1 Your Name and Address

Please print your name and address as it appears on your holding statement and the Company’s share register. If Shares are jointly held, please ensure the name and address of each joint shareholder is indicated. Shareholders should advise the Company of any changes. Shareholders sponsored by a broker should advise their broker of any changes. Please note you cannot change ownership of your securities using this form.

2 Appointment of a Proxy

If you wish to appoint the Chairman of the Meeting as your proxy, mark the box. If the person you wish to appoint as your proxy is someone other than the Chairman of the Meeting please write the name of that person. If you leave this section blank, or your named proxy does not attend the meeting, the Chairman of the Meeting will be your proxy. A proxy need not be a shareholder of the Company.

3 Votes on Resolutions

You may direct your proxy how to vote by placing a mark in one of the boxes opposite each Resolution. All your shareholding will be voted in accordance with such a direction unless you indicate only a portion of voting rights are to be voted on any Resolution by inserting the percentage or number of shares you wish to vote in the appropriate box or boxes. If you do not mark any of the boxes on a given Resolution, your proxy may vote as he or she chooses. If you mark more than one box on a Resolution your vote on that Resolution will be invalid.

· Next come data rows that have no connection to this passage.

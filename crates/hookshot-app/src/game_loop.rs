//! Demo loop — drives the authority engine at the fixed tick rate and
//! mirrors every replication batch into a proxy engine, the way a
//! connected observer would receive it.

use std::time::{Duration, Instant};

use tracing::{debug, info};

use hookshot_core::commands::AnchorCommand;
use hookshot_core::components::AnchorConfig;
use hookshot_core::constants::TICK_RATE;
use hookshot_core::enums::NetRole;
use hookshot_core::events::AnchorEvent;
use hookshot_core::types::{Position, Velocity};
use hookshot_sim::engine::{SimConfig, SimulationEngine};
use hookshot_sim::world_setup;

/// Nominal duration of one tick.
const TICK_DURATION: Duration = Duration::from_nanos(1_000_000_000 / TICK_RATE as u64);

/// Demo settings.
pub struct DemoConfig {
    /// Scenario seed; both instances must share it.
    pub seed: u64,
    /// Pace the loop at the nominal tick rate instead of free-running.
    pub realtime: bool,
    /// Safety bound on the number of ticks.
    pub max_ticks: u64,
}

impl Default for DemoConfig {
    fn default() -> Self {
        Self {
            seed: 7,
            realtime: true,
            max_ticks: 600,
        }
    }
}

/// What the demo run produced.
pub struct DemoOutcome {
    pub ticks: u64,
    pub authority_events: Vec<AnchorEvent>,
    pub proxy_events: Vec<AnchorEvent>,
}

/// Fire an anchor at the range wall, start reeling the player in on the
/// hit report, and run until the anchor expires.
pub fn run_demo(config: DemoConfig) -> DemoOutcome {
    let mut authority = SimulationEngine::new(SimConfig {
        seed: config.seed,
        role: NetRole::Authority,
    });
    let mut proxy = SimulationEngine::new(SimConfig {
        seed: config.seed,
        role: NetRole::SimulatedProxy,
    });

    // Scenario setup runs on both instances so static net ids line up.
    let layout = world_setup::setup_range(&mut authority);
    let _ = world_setup::setup_range(&mut proxy);

    let mut authority_events = Vec::new();
    let mut proxy_events = Vec::new();
    let Some(anchor) = authority.spawn_anchor(
        AnchorConfig::default(),
        Position::default(),
        Velocity::new(0.0, 1000.0, 0.0),
    ) else {
        return DemoOutcome {
            ticks: 0,
            authority_events,
            proxy_events,
        };
    };

    let mut next_tick_time = Instant::now();
    let mut ticks = 0;
    let mut expired = false;

    while ticks < config.max_ticks && !expired {
        let report = authority.tick();
        ticks = report.time.tick;

        for event in &report.events {
            info!(?event, "authority event");
            match event {
                AnchorEvent::HookshotHit { anchor: hit_anchor, hit } if *hit_anchor == anchor => {
                    debug!(blocker = ?hit.blocker, "anchor latched, reeling in");
                    authority.queue_command(AnchorCommand::StartPull {
                        anchor,
                        target: layout.player,
                    });
                }
                AnchorEvent::AnchorExpire { .. } => expired = true,
                _ => {}
            }
        }

        let applied = proxy.apply_batch(&report.replication);
        for event in &applied {
            info!(?event, "proxy event");
        }
        proxy_events.extend(applied);
        proxy.tick();

        authority_events.extend(report.events);

        if config.realtime {
            next_tick_time += TICK_DURATION;
            let now = Instant::now();
            if next_tick_time > now {
                std::thread::sleep(next_tick_time - now);
            } else if now - next_tick_time > TICK_DURATION * 2 {
                // Too far behind — reset to avoid a catch-up spiral.
                next_tick_time = now;
            }
        }
    }

    DemoOutcome {
        ticks,
        authority_events,
        proxy_events,
    }
}
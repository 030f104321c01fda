//! Pull system — the anchor's per-tick decision logic.
//!
//! Authority only. For each anchor, in order: terminate at max travel
//! distance, terminate an active pull at the cutoff distance, otherwise
//! advance the tracked position toward the anchor. The engine applies the
//! outcomes (termination routes through `stop_pull`, advances through the
//! tracked-position change handler, so observers replay the same effect).

use std::collections::HashMap;

use hecs::{Entity, World};

use hookshot_core::components::{Anchor, AnchorConfig, AnchorState, NetIdentity};
use hookshot_core::types::{NetId, Position};

/// Decision produced for one anchor this tick.
#[derive(Debug, Clone, Copy)]
pub enum PullOutcome {
    /// The anchor terminates: max travel distance reached, or an active
    /// pull came within the cutoff distance. Both route through the same
    /// termination path.
    Expire { anchor: NetId },
    /// An active pull advances: the new interpolated tracked position.
    Advance { anchor: NetId, tracked: Position },
}

/// Evaluate every anchor not already pending destruction.
pub fn run(
    world: &World,
    registry: &HashMap<NetId, Entity>,
    pending: &[Entity],
    dt: f64,
) -> Vec<PullOutcome> {
    let mut outcomes = Vec::new();
    for (entity, (_anchor, net, config, state, pos)) in world
        .query::<(&Anchor, &NetIdentity, &AnchorConfig, &AnchorState, &Position)>()
        .iter()
    {
        if pending.contains(&entity) {
            continue;
        }

        if state.spawn_location.range_to(pos) >= config.max_distance {
            outcomes.push(PullOutcome::Expire { anchor: net.id });
            continue;
        }

        let Some(target) = state.pull_target else {
            continue;
        };
        let Some(&target_entity) = registry.get(&target) else {
            continue;
        };
        let target_pos = match world.get::<&Position>(target_entity) {
            Ok(p) => *p,
            Err(_) => continue,
        };

        if pos.range_to(&target_pos) <= config.cutoff_distance {
            outcomes.push(PullOutcome::Expire { anchor: net.id });
            continue;
        }

        outcomes.push(PullOutcome::Advance {
            anchor: net.id,
            tracked: target_pos.interp_to(pos, dt, config.pull_speed),
        });
    }
    outcomes
}
#[cfg(test)]
mod tests {
    use glam::DVec3;

    use crate::commands::AnchorCommand;
    use crate::components::{AnchorConfig, AnchorState};
    use crate::enums::{CollisionResponse, NetRole};
    use crate::events::{AnchorEvent, HitInfo};
    use crate::replication::{AnchorField, ReplicationBatch, ReplicationMessage};
    use crate::types::{NetId, Position, SimTime, Transform, Velocity};

    /// Verify all enums round-trip through serde_json.
    #[test]
    fn test_net_role_serde() {
        let variants = vec![NetRole::Authority, NetRole::SimulatedProxy];
        for v in variants {
            let json = serde_json::to_string(&v).unwrap();
            let back: NetRole = serde_json::from_str(&json).unwrap();
            assert_eq!(v, back);
        }
        assert!(NetRole::Authority.is_authority());
        assert!(!NetRole::SimulatedProxy.is_authority());
    }

    #[test]
    fn test_collision_response_serde() {
        let variants = vec![CollisionResponse::Ignore, CollisionResponse::Block];
        for v in variants {
            let json = serde_json::to_string(&v).unwrap();
            let back: CollisionResponse = serde_json::from_str(&json).unwrap();
            assert_eq!(v, back);
        }
        assert_eq!(CollisionResponse::default(), CollisionResponse::Ignore);
    }

    /// Verify AnchorCommand round-trips through serde (tagged union).
    #[test]
    fn test_anchor_command_serde() {
        let commands = vec![
            AnchorCommand::SetSpeed {
                anchor: NetId(3),
                speed: 1500.0,
            },
            AnchorCommand::StartPull {
                anchor: NetId(3),
                target: NetId(9),
            },
            AnchorCommand::StopPull {
                anchor: NetId(3),
                destroy_self: true,
            },
            AnchorCommand::ActivateCollision { anchor: NetId(3) },
        ];
        for cmd in &commands {
            let json = serde_json::to_string(cmd).unwrap();
            let back: AnchorCommand = serde_json::from_str(&json).unwrap();
            // Compare JSON representations since AnchorCommand doesn't derive PartialEq
            assert_eq!(json, serde_json::to_string(&back).unwrap());
        }
    }

    /// Verify AnchorEvent round-trips through serde.
    #[test]
    fn test_anchor_event_serde() {
        let hit = HitInfo {
            position: Position::new(100.0, 0.0, 0.0),
            normal: DVec3::new(-1.0, 0.0, 0.0),
            blocker: Some(NetId(4)),
        };
        let events = vec![
            AnchorEvent::HookshotHit {
                anchor: NetId(1),
                hit,
            },
            AnchorEvent::PullBlocked {
                anchor: NetId(1),
                hit,
            },
            AnchorEvent::AnchorExpire {
                anchor: NetId(1),
                transform: Transform {
                    position: Position::new(0.0, 2000.0, 0.0),
                    heading: 0.0,
                },
            },
        ];
        for event in &events {
            let json = serde_json::to_string(event).unwrap();
            let back: AnchorEvent = serde_json::from_str(&json).unwrap();
            assert_eq!(event.anchor(), back.anchor());
        }
    }

    /// Verify replication messages round-trip through serde.
    #[test]
    fn test_replication_batch_serde() {
        let batch = ReplicationBatch {
            tick: 42,
            messages: vec![
                ReplicationMessage::AnchorSpawned {
                    anchor: NetId(7),
                    config: AnchorConfig::default(),
                    position: Position::new(0.0, 0.0, 100.0),
                    velocity: Velocity::new(0.0, 1000.0, 0.0),
                    is_live: false,
                    dynamic_speed: 1000.0,
                },
                ReplicationMessage::AnchorDelta {
                    anchor: NetId(7),
                    fields: vec![
                        AnchorField::IsLive { value: true },
                        AnchorField::DynamicSpeed { value: 1500.0 },
                        AnchorField::PullTarget {
                            value: Some(NetId(2)),
                        },
                        AnchorField::TrackedPosition {
                            value: Position::new(1.0, 2.0, 3.0),
                        },
                    ],
                },
                ReplicationMessage::AnchorDestroyed { anchor: NetId(7) },
            ],
        };
        let json = serde_json::to_string(&batch).unwrap();
        let back: ReplicationBatch = serde_json::from_str(&json).unwrap();
        assert_eq!(batch, back);
    }

    /// Verify Position geometry calculations.
    #[test]
    fn test_position_range() {
        let a = Position::new(0.0, 0.0, 0.0);
        let b = Position::new(3.0, 4.0, 0.0);
        assert!((a.range_to(&b) - 5.0).abs() < 1e-10);
    }

    /// interp_to moves a constant fraction of the remaining delta.
    #[test]
    fn test_interp_to_fraction() {
        let current = Position::new(0.0, 0.0, 0.0);
        let target = Position::new(100.0, 0.0, 0.0);

        // dt * speed = 0.1 → 10% of the delta.
        let next = current.interp_to(&target, 0.02, 5.0);
        assert!((next.x - 10.0).abs() < 1e-10);

        // Successive steps converge without overshooting.
        let mut p = current;
        for _ in 0..200 {
            p = p.interp_to(&target, 0.02, 5.0);
            assert!(p.x <= 100.0);
        }
        assert!(p.range_to(&target) < 1.0);
    }

    /// interp_to snaps when the step would cover the whole delta.
    #[test]
    fn test_interp_to_clamps_to_target() {
        let current = Position::new(0.0, 0.0, 0.0);
        let target = Position::new(100.0, 0.0, 0.0);

        // dt * speed >= 1 → lands exactly on target.
        let next = current.interp_to(&target, 1.0, 5.0);
        assert_eq!(next, target);

        // Non-positive speed snaps to target.
        let next = current.interp_to(&target, 0.02, 0.0);
        assert_eq!(next, target);

        // Negligible delta snaps to target.
        let near = Position::new(100.0 - 1e-6, 0.0, 0.0);
        let next = near.interp_to(&target, 0.02, 5.0);
        assert_eq!(next, target);
    }

    /// with_speed preserves direction; zero velocity stays zero.
    #[test]
    fn test_velocity_with_speed() {
        let v = Velocity::new(300.0, 400.0, 0.0);
        let scaled = v.with_speed(100.0);
        assert!((scaled.x - 60.0).abs() < 1e-10);
        assert!((scaled.y - 80.0).abs() < 1e-10);
        assert!((scaled.speed() - 100.0).abs() < 1e-10);

        let zero = Velocity::default();
        let still_zero = zero.with_speed(100.0);
        assert_eq!(still_zero, Velocity::default());
    }

    #[test]
    fn test_velocity_heading() {
        // Heading north (positive Y)
        let north = Velocity::new(0.0, 10.0, 0.0);
        assert!((north.heading() - 0.0).abs() < 1e-10);

        // Heading east (positive X)
        let east = Velocity::new(10.0, 0.0, 0.0);
        let expected = std::f64::consts::FRAC_PI_2;
        assert!((east.heading() - expected).abs() < 1e-10);
    }

    /// Verify SimTime advancement.
    #[test]
    fn test_sim_time_advance() {
        let mut time = SimTime::default();
        assert_eq!(time.tick, 0);
        assert_eq!(time.elapsed_secs, 0.0);

        for _ in 0..30 {
            time.advance();
        }
        assert_eq!(time.tick, 30);
        // 30 ticks at 30Hz = 1 second
        assert!((time.elapsed_secs - 1.0).abs() < 1e-10);
    }

    /// Anchor state starts unarmed with no pull.
    #[test]
    fn test_anchor_state_at_spawn() {
        let state = AnchorState::at_spawn(Position::new(1.0, 2.0, 3.0), 1000.0);
        assert!(!state.is_live);
        assert!(state.pull_target.is_none());
        assert_eq!(state.spawn_location, Position::new(1.0, 2.0, 3.0));
        assert!((state.dynamic_speed - 1000.0).abs() < 1e-10);
    }
}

4 Appointment of a Second Proxy

You are entitled to appoint up to two persons as proxies to attend the meeting and vote on a poll. If you wish to appoint a second proxy, please write the name of that person.

To appoint a second proxy you must state (in the appropriate box) the percentage of your voting rights which are the subject of the relevant proxy. If the Proxy Form does not specify a percentage, each proxy may exercise half your votes. Fractions of votes will be disregarded.

5 Signing Instructions

You must sign this form as follows in the spaces provided:

Individual: where the holding is in one name, the holder must sign. Joint Holding: where the holding is in more than one name, all of the shareholders should sign. Power of Attorney: to sign under Power of Attorney, you must have already lodged this document with the company’s share registry. If you have not previously lodged this document for notation, please attach a certified photocopy of the Power of Attorney to this form when you return it.

Companies: where the company has a Sole Director who is also the Sole Company Secretary, this form must be signed by that person. If the company (pursuant to section 204A of the Corporations Act 2001) does not have a Company Secretary, a Sole Director can also sign alone. Otherwise this form must be signed by a Director jointly with either another Director or a Company Secretary. Please indicate the office held by signing in the appropriate place.

If a representative of the corporation is to attend the meeting a “Certificate of Appointment of Corporate Representative” should be produced prior to admission.

6 Lodgment of a Proxy

This Proxy Form (and any Power of Attorney under which it is signed) must be received at the address given below not later than 48 hours before the commencement of the meeting ie. no later than 10.00am (WST) on 23 September 2012. Any Proxy Form received after that time will not be valid for the scheduled meeting.

This Proxy Form (and any Power of Attorney and/or second Proxy Form) may be sent or delivered to the Company’s registered office at PO Box Z5183, Perth, Western Australia 6831 or sent by facsimile to the registered office on +61 8 9218 8875.